Records to use:
-- -- --
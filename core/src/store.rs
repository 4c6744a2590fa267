use arc_swap::ArcSwap;
use parking_lot::Mutex;
use std::path::Path;
use std::sync::Arc;

use crate::error::{Error, Result};
use crate::index::InvertedIndex;
use crate::persist::load_snapshot;
use crate::record::DatasetSnapshot;

/// A snapshot together with the index built from it.
#[derive(Debug)]
pub struct ActivePair {
    pub snapshot: Arc<DatasetSnapshot>,
    pub index: Arc<InvertedIndex>,
    /// Increases by one on every successful replace.
    pub generation: u64,
}

/// Owner of the active (snapshot, index) pair.
///
/// Readers take the whole pair with a single atomic load and keep it alive
/// for as long as they hold the `Arc`; a replace publishes a new pair
/// without waiting for them and the old one is freed when the last reader
/// drops it.
pub struct DatasetStore {
    active: ArcSwap<ActivePair>,
    /// Last published generation; held while publishing so swaps apply in order.
    generation: Mutex<u64>,
    reload_lock: Mutex<()>,
}

impl DatasetStore {
    pub fn new(snapshot: DatasetSnapshot, index: InvertedIndex) -> Result<Self> {
        check_pair(&snapshot, &index)?;
        let pair = ActivePair { snapshot: Arc::new(snapshot), index: Arc::new(index), generation: 0 };
        Ok(Self {
            active: ArcSwap::from_pointee(pair),
            generation: Mutex::new(0),
            reload_lock: Mutex::new(()),
        })
    }

    /// Load the dataset at `path`, index it and make it the first active pair.
    pub fn open<P: AsRef<Path>>(path: P) -> Result<Self> {
        let snapshot = Self::load(path)?;
        let index = InvertedIndex::build(&snapshot);
        Self::new(snapshot, index)
    }

    pub fn load<P: AsRef<Path>>(path: P) -> Result<DatasetSnapshot> {
        load_snapshot(path)
    }

    /// The active pair. Never blocks.
    pub fn current(&self) -> Arc<ActivePair> {
        self.active.load_full()
    }

    /// Publish a new pair in one pointer swap and return its generation.
    pub fn replace(&self, snapshot: DatasetSnapshot, index: InvertedIndex) -> Result<u64> {
        check_pair(&snapshot, &index)?;
        let records = snapshot.len();
        let fingerprint = snapshot.fingerprint().to_string();
        let mut last = self.generation.lock();
        let generation = *last + 1;
        self.active.store(Arc::new(ActivePair {
            snapshot: Arc::new(snapshot),
            index: Arc::new(index),
            generation,
        }));
        *last = generation;
        drop(last);
        tracing::info!(generation, records, %fingerprint, "active dataset replaced");
        Ok(generation)
    }

    /// Load, index and publish the dataset at `path`.
    ///
    /// Reloads are serialized so that two concurrent calls publish in the
    /// order they loaded. On any error the previous pair stays active.
    pub fn reload<P: AsRef<Path>>(&self, path: P) -> Result<u64> {
        let _guard = self.reload_lock.lock();
        let snapshot = Self::load(path)?;
        let index = InvertedIndex::build(&snapshot);
        self.replace(snapshot, index)
    }
}

fn check_pair(snapshot: &DatasetSnapshot, index: &InvertedIndex) -> Result<()> {
    if snapshot.fingerprint() != index.snapshot_fingerprint() || snapshot.len() != index.num_docs() as usize {
        return Err(Error::IndexMismatch {
            snapshot: snapshot.fingerprint().to_string(),
            index: index.snapshot_fingerprint().to_string(),
        });
    }
    Ok(())
}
-- -- --
Work order: Copy each line above that contains the word "DatasetStore".

Problem solution:
pub struct DatasetStore {
impl DatasetStore {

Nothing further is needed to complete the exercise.